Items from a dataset
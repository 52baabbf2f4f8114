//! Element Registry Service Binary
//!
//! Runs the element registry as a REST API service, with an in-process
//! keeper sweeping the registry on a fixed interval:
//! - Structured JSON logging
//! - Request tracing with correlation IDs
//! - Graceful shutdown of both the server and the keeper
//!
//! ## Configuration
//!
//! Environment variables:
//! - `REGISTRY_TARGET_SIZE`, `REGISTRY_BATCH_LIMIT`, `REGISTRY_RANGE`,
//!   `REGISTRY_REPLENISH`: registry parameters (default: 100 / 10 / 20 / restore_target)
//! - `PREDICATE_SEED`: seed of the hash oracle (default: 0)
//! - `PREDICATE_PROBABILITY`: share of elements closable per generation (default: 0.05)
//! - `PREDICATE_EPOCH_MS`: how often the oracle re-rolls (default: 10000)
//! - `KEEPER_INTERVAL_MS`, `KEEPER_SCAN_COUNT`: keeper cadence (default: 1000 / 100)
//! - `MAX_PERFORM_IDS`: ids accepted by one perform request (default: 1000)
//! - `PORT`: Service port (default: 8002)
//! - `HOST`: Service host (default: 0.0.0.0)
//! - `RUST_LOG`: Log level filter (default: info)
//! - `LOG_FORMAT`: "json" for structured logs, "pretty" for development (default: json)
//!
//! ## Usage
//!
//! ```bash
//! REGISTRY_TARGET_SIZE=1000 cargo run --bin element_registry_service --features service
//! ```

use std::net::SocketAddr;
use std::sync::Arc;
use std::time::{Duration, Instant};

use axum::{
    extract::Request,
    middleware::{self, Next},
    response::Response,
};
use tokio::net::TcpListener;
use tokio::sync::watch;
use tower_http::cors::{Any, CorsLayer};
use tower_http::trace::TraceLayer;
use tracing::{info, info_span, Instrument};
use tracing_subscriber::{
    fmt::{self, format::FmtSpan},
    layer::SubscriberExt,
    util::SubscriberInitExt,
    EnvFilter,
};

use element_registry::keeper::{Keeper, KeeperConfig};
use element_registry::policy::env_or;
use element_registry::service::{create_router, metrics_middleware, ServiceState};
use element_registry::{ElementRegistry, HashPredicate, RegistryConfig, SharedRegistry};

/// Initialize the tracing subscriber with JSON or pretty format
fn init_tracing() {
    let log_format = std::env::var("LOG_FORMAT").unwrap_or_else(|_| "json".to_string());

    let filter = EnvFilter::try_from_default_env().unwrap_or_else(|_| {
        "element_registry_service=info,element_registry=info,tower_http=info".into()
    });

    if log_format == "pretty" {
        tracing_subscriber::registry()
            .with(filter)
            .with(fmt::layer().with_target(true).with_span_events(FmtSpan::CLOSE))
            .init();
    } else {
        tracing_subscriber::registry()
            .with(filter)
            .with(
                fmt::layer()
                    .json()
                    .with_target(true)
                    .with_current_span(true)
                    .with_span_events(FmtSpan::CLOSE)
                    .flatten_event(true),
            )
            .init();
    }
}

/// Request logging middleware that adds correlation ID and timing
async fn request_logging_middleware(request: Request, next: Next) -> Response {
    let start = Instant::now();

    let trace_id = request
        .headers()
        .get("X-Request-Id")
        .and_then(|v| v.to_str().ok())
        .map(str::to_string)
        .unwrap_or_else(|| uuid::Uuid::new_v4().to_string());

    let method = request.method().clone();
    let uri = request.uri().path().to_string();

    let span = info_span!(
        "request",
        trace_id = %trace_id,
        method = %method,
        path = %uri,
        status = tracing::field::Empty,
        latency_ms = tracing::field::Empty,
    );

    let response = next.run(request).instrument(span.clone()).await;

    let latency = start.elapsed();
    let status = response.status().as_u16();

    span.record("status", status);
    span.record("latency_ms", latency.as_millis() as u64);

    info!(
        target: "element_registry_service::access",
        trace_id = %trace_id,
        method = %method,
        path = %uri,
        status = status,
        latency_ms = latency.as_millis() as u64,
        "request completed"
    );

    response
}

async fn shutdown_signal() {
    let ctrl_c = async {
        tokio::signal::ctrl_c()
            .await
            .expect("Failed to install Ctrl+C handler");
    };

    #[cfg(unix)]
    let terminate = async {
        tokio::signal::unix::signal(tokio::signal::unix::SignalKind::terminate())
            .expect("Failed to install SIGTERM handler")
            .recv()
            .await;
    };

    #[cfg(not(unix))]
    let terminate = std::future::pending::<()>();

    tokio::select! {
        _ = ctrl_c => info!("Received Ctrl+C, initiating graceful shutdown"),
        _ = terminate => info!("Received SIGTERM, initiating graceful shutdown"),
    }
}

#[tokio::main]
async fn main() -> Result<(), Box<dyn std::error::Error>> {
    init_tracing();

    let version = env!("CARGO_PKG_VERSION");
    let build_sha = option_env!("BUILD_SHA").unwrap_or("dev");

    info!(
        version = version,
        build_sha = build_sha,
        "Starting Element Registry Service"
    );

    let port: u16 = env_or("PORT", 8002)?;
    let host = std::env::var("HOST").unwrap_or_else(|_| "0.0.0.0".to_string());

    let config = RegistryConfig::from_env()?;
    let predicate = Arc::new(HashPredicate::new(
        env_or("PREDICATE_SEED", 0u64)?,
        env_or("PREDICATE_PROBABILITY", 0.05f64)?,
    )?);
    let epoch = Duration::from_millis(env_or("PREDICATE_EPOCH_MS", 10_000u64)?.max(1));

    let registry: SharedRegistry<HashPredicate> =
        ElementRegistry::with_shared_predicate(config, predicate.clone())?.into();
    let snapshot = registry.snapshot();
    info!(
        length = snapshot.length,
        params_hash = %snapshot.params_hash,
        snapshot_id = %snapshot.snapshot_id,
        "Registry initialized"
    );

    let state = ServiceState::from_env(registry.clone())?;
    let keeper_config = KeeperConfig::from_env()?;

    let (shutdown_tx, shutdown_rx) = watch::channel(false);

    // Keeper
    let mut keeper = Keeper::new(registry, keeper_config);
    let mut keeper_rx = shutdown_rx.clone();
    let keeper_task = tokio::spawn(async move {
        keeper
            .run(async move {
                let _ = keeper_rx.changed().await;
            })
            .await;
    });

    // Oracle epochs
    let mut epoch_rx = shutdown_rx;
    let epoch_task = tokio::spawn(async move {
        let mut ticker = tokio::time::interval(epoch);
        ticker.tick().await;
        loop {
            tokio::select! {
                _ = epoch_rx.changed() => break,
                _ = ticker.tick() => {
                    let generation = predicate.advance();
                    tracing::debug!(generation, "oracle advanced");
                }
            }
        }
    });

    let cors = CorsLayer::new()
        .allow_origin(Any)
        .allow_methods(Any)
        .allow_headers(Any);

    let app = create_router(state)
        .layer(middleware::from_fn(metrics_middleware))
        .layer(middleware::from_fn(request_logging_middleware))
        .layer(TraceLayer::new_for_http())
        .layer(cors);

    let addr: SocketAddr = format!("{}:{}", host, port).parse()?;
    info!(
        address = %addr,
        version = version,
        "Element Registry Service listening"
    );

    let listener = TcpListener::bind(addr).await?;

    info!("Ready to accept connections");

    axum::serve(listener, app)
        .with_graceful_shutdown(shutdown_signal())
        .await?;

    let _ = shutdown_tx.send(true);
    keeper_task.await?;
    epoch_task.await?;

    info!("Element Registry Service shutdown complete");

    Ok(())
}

_Exercise_
Where a line of the records above holds the word "SocketAddr", copy that line.

_Exercise result_
use std::net::SocketAddr;
    let addr: SocketAddr = format!("{}:{}", host, port).parse()?;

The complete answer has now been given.